The town is very culturally diverse hosting a very large East Indian population as well as a significant African population. The predominantly East Indian population explains the dominance of religions like Hinduism and Islam in the area. This dominance is evident by the amount of Temples and Mosques located in the area. The Dattatreya Mandir is a Hindu temple dedicated to Ganapathi Sachchidananda. Situated on the temple ground is the tallest (85 feet) Lord Hanuman statue in the Western Hemisphere completed in 2001. The statue was designed and constructed by T. Subramanian Sthapathi (Chief Architect) from Chennai. Also of significance is the temple in Waterloo, which extends into the sea. Several Mosques dot the area and a Muslim school is centrally located close to the former train station. A number of churches also exist to serve the growing Christian population in Carapichaima. Carapichaima has been a major staging point for Carnival celebrations in Central Trinidad.

==Schools==
A number of schools have sprouted in the area to accommodate its rising population.
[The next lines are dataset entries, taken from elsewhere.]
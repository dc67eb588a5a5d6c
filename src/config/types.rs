//! Statutory rate configuration types.
//!
//! This module contains the strongly-typed rate structures deserialized
//! from the statutory YAML configuration file. The `Default` values are
//! the statutory constants themselves; the file exists so rate revisions
//! do not require code changes.

use rust_decimal::Decimal;
use serde::Deserialize;

/// Provident Fund rates.
#[derive(Debug, Clone, Deserialize)]
pub struct PfRates {
    /// Employee contribution rate against the PF-eligible gross.
    pub employee_rate: Decimal,
    /// Employer EPF sub-component rate.
    pub employer_epf_rate: Decimal,
    /// Employer EPS sub-component rate.
    pub employer_eps_rate: Decimal,
    /// Statutory ceiling on the employee contribution.
    pub employee_cap: Decimal,
}

impl Default for PfRates {
    fn default() -> Self {
        Self {
            employee_rate: Decimal::new(12, 2),
            employer_epf_rate: Decimal::new(833, 4),
            employer_eps_rate: Decimal::new(367, 4),
            employee_cap: Decimal::new(1800, 0),
        }
    }
}

/// Employee State Insurance rates.
#[derive(Debug, Clone, Deserialize)]
pub struct EsiRates {
    /// Employee contribution rate against gross earnings.
    pub employee_rate: Decimal,
    /// Employer contribution rate against gross earnings.
    pub employer_rate: Decimal,
    /// Gross earnings strictly above this are exempt from ESI.
    pub exemption_threshold: Decimal,
}

impl Default for EsiRates {
    fn default() -> Self {
        Self {
            employee_rate: Decimal::new(75, 4),
            employer_rate: Decimal::new(325, 4),
            exemption_threshold: Decimal::new(21000, 0),
        }
    }
}

/// Overtime pay rates.
#[derive(Debug, Clone, Deserialize)]
pub struct OvertimeRates {
    /// Flat overtime pay per hour, in currency units.
    pub hourly_rate: Decimal,
    /// Standard workday length in hours; clocked time beyond it is overtime.
    pub standard_day_hours: Decimal,
}

impl Default for OvertimeRates {
    fn default() -> Self {
        Self {
            hourly_rate: Decimal::new(60, 0),
            standard_day_hours: Decimal::new(8, 0),
        }
    }
}

/// The complete statutory rate configuration.
#[derive(Debug, Clone, Default, Deserialize)]
pub struct StatutoryRates {
    /// Provident Fund rates.
    #[serde(default)]
    pub pf: PfRates,
    /// Employee State Insurance rates.
    #[serde(default)]
    pub esi: EsiRates,
    /// Overtime rates.
    #[serde(default)]
    pub overtime: OvertimeRates,
}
One of the first was the Canadian Missionary school, the Waterloo Presbyterian School. This was originally built to educate the rural East Indians who lived and formed the workforce of the sugar plantations that encompassed the region at that time. Eventually a number of schools were established like the Waterloo Hindu School, Orange Field Hindu School, Carapichaima RC School and the Carapichaima ASJA Muslim Primary School to name a few.